ASSIGNMENT :: Collect all lines containing the word "crate" from the data.
*** Opening of MATERIAL PROVIDED ***
//! Shader background
//!
//! A full-bleed gold gradient rendered behind one section on desktop-width
//! viewports. The scene (surface, quad, material, and the per-frame, pointer,
//! and scroll listeners) exists only while the viewport is at least
//! `desktop_breakpoint_px` wide; crossing the breakpoint builds or disposes it.
//!
//! Each frame the smoothed pointer approaches the latest raw sample by
//! `pointer_smoothing`, the reveal progress is read from the scheduler, and
//! one frame is drawn. Reveal progress plays 0 to 1 when the section enters
//! and reverses when it scrolls back out above the start.
//!
//! If the backend refuses to build the scene, the background degrades to
//! nothing for the rest of the mount.

mod backend;
mod gradient;

pub use backend::{
    BackendCounts, FailPoint, GeometryId, HeadlessBackend, MaterialId, RenderBackend, SurfaceId,
};
pub use gradient::{GradientShader, GradientUniforms};

use std::cell::RefCell;
use std::rc::{Rc, Weak};

use smallvec::SmallVec;
use tracing::{debug, warn};
use vitrine_animation::{
    AnimatedTween, Easing, Edge, Interpolate, PropSet, Purpose, ScrollRange, ScrollTrigger,
    TargetKey, ToggleAction, ToggleActions, Tween,
};
use vitrine_core::{Color, ElementId, Point, PointerEvent, Subscription, Viewport};

use crate::error::{Result, SiteError};
use crate::host::HostContext;

/// Reveal starts when the section top passes this far down the viewport
const REVEAL_START_PERCENT: f32 = 80.0;

struct Scene {
    surface: SurfaceId,
    geometry: GeometryId,
    material: MaterialId,
    uniforms: GradientUniforms,
    raw_mouse: Point,
    trigger: ScrollTrigger,
    reveal: AnimatedTween,
    subscriptions: SmallVec<[Subscription; 3]>,
}

struct ShaderInner {
    this: Weak<RefCell<ShaderInner>>,
    ctx: HostContext,
    section: ElementId,
    backend: Rc<RefCell<dyn RenderBackend>>,
    shader: GradientShader,
    scene: Option<Scene>,
    degraded: bool,
}

impl ShaderInner {
    fn on_resize(&mut self, viewport: Viewport) {
        let wanted = viewport.is_at_least(self.ctx.config().desktop_breakpoint_px);
        match (wanted, self.scene.is_some()) {
            (true, false) if !self.degraded => self.build(viewport),
            (true, true) => {
                if let Err(err) = self.resize_scene(viewport) {
                    self.degrade(err);
                    return;
                }
                self.update_trigger(viewport);
            }
            (false, true) => {
                debug!(width = viewport.width, "below desktop breakpoint, disposing shader scene");
                self.dispose();
            }
            _ => {}
        }
    }

    fn build(&mut self, viewport: Viewport) {
        match self.create_scene(viewport) {
            Ok(scene) => {
                debug!(width = viewport.width, height = viewport.height, "shader scene built");
                self.scene = Some(scene);
                self.update_trigger(viewport);
            }
            Err(err) => {
                warn!(error = %err, "shader background unavailable, continuing without it");
                self.degraded = true;
            }
        }
    }

    fn create_scene(&self, viewport: Viewport) -> Result<Scene> {
        let size = viewport.size();
        let uniforms = GradientUniforms::new(size);

        let (surface, geometry, material) = {
            let mut backend = self.backend.borrow_mut();
            let surface = backend.create_surface(size)?;
            let geometry = match backend.create_geometry() {
                Ok(geometry) => geometry,
                Err(err) => {
                    backend.release_surface(surface);
                    return Err(err);
                }
            };
            let material = match backend.create_material(&uniforms) {
                Ok(material) => material,
                Err(err) => {
                    backend.release_geometry(geometry);
                    backend.release_surface(surface);
                    return Err(err);
                }
            };
            (surface, geometry, material)
        };

        let reveal = self.ctx.animations().animate(
            TargetKey::new(self.section, Purpose::ShaderReveal),
            Tween::from_to(
                PropSet::new().value(0.0),
                PropSet::new().value(1.0),
                self.ctx.config().reveal_duration_ms,
            )
            .easing(Easing::Power2Out)
            .paused(),
        );

        let mut subscriptions = SmallVec::new();
        let weak = self.this.clone();
        subscriptions.push(self.ctx.frames().subscribe(move |_| {
            if let Some(inner) = weak.upgrade() {
                inner.borrow_mut().render();
            }
        }));
        let weak = self.this.clone();
        subscriptions.push(self.ctx.pointer().subscribe(move |event| {
            if let (Some(inner), PointerEvent::Moved { x, y }) = (weak.upgrade(), event) {
                inner.borrow_mut().on_pointer(Point::new(*x, *y));
            }
        }));
        let weak = self.this.clone();
        subscriptions.push(self.ctx.scroll().subscribe(move |viewport| {
            if let Some(inner) = weak.upgrade() {
                inner.borrow_mut().update_trigger(*viewport);
            }
        }));

        Ok(Scene {
            surface,
            geometry,
            material,
            uniforms,
            raw_mouse: uniforms.mouse,
            trigger: ScrollTrigger::new(ScrollRange::from_start(Edge::top_at(
                REVEAL_START_PERCENT,
            ))),
            reveal,
            subscriptions,
        })
    }

    /// Resize the surface and the resolution uniform together
    fn resize_scene(&mut self, viewport: Viewport) -> Result<()> {
        let Some(scene) = self.scene.as_mut() else {
            return Ok(());
        };
        let size = viewport.size();
        if scene.uniforms.resolution == size {
            return Ok(());
        }
        self.backend.borrow_mut().resize(scene.surface, size)?;
        scene.uniforms.resolution = size;
        Ok(())
    }

    fn on_pointer(&mut self, client: Point) {
        let viewport = self.ctx.viewport();
        if let Some(scene) = self.scene.as_mut() {
            let n = viewport.normalize(client);
            scene.raw_mouse = Point::new(n.x, 1.0 - n.y);
        }
    }

    fn update_trigger(&mut self, viewport: Viewport) {
        let Some(rect) = self.ctx.layout().rect(self.section) else {
            return;
        };
        let Some(scene) = self.scene.as_mut() else {
            return;
        };
        for event in scene.trigger.update(rect, &viewport) {
            match ToggleActions::PLAY_REVERSE.action_for(event) {
                ToggleAction::Play => scene.reveal.play(),
                ToggleAction::Reverse => scene.reveal.reverse(),
                ToggleAction::Restart => scene.reveal.restart(),
                ToggleAction::Complete => scene.reveal.complete(),
                ToggleAction::None => {}
            }
        }
    }

    fn render(&mut self) {
        let smoothing = self.ctx.config().pointer_smoothing;
        let progress = self
            .ctx
            .animations()
            .state_of(self.section)
            .map(|state| state.value)
            .unwrap_or(0.0);
        let Some(scene) = self.scene.as_mut() else {
            return;
        };
        scene.uniforms.mouse = scene.uniforms.mouse.lerp(&scene.raw_mouse, smoothing);
        scene.uniforms.progress = progress;

        let drawn = self.backend.borrow_mut().draw(
            scene.surface,
            scene.geometry,
            scene.material,
            &scene.uniforms,
        );
        if let Err(err) = drawn {
            self.degrade(err);
        }
    }

    fn degrade(&mut self, err: SiteError) {
        warn!(error = %err, "shader background failed, disposing");
        self.dispose();
        self.degraded = true;
    }

    fn dispose(&mut self) {
        let Some(scene) = self.scene.take() else {
            return;
        };
        let Scene {
            surface,
            geometry,
            material,
            reveal,
            subscriptions,
            ..
        } = scene;
        drop(subscriptions);
        drop(reveal);

        let mut backend = self.backend.borrow_mut();
        backend.release_material(material);
        backend.release_geometry(geometry);
        backend.release_surface(surface);
    }
}

/// Breakpoint-gated gradient background for one section
pub struct ShaderBackground {
    inner: Rc<RefCell<ShaderInner>>,
    resize: Option<Subscription>,
}

impl ShaderBackground {
    pub fn mount(
        ctx: &HostContext,
        section: ElementId,
        backend: Rc<RefCell<dyn RenderBackend>>,
    ) -> Self {
        let inner = Rc::new_cyclic(|this| {
            RefCell::new(ShaderInner {
                this: this.clone(),
                ctx: ctx.clone(),
                section,
                backend,
                shader: GradientShader::default(),
                scene: None,
                degraded: false,
            })
        });
        inner.borrow_mut().on_resize(ctx.viewport());

        let weak = Rc::downgrade(&inner);
        let resize = ctx.resize().subscribe(move |viewport| {
            if let Some(inner) = weak.upgrade() {
                inner.borrow_mut().on_resize(*viewport);
            }
        });

        Self {
            inner,
            resize: Some(resize),
        }
    }

    /// Whether the scene currently exists
    pub fn is_active(&self) -> bool {
        self.inner.borrow().scene.is_some()
    }

    /// Whether construction or drawing failed during this mount
    pub fn is_degraded(&self) -> bool {
        self.inner.borrow().degraded
    }

    /// Uniforms of the last rendered frame
    pub fn uniforms(&self) -> Option<GradientUniforms> {
        self.inner.borrow().scene.as_ref().map(|scene| scene.uniforms)
    }

    pub fn shader(&self) -> GradientShader {
        self.inner.borrow().shader
    }

    /// Shade one fragment with the current uniforms
    pub fn sample(&self, uv: Point) -> Option<Color> {
        let inner = self.inner.borrow();
        let scene = inner.scene.as_ref()?;
        Some(inner.shader.shade(uv, &scene.uniforms))
    }

    pub fn is_mounted(&self) -> bool {
        self.resize.is_some()
    }

    pub fn unmount(&mut self) {
        if self.resize.take().is_none() {
            return;
        }
        self.inner.borrow_mut().dispose();
    }
}

impl Drop for ShaderBackground {
    fn drop(&mut self) {
        self.unmount();
    }
}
*** Close of MATERIAL PROVIDED ***
EXERCISE RESPONSE ::
use crate::error::{Result, SiteError};
use crate::host::HostContext;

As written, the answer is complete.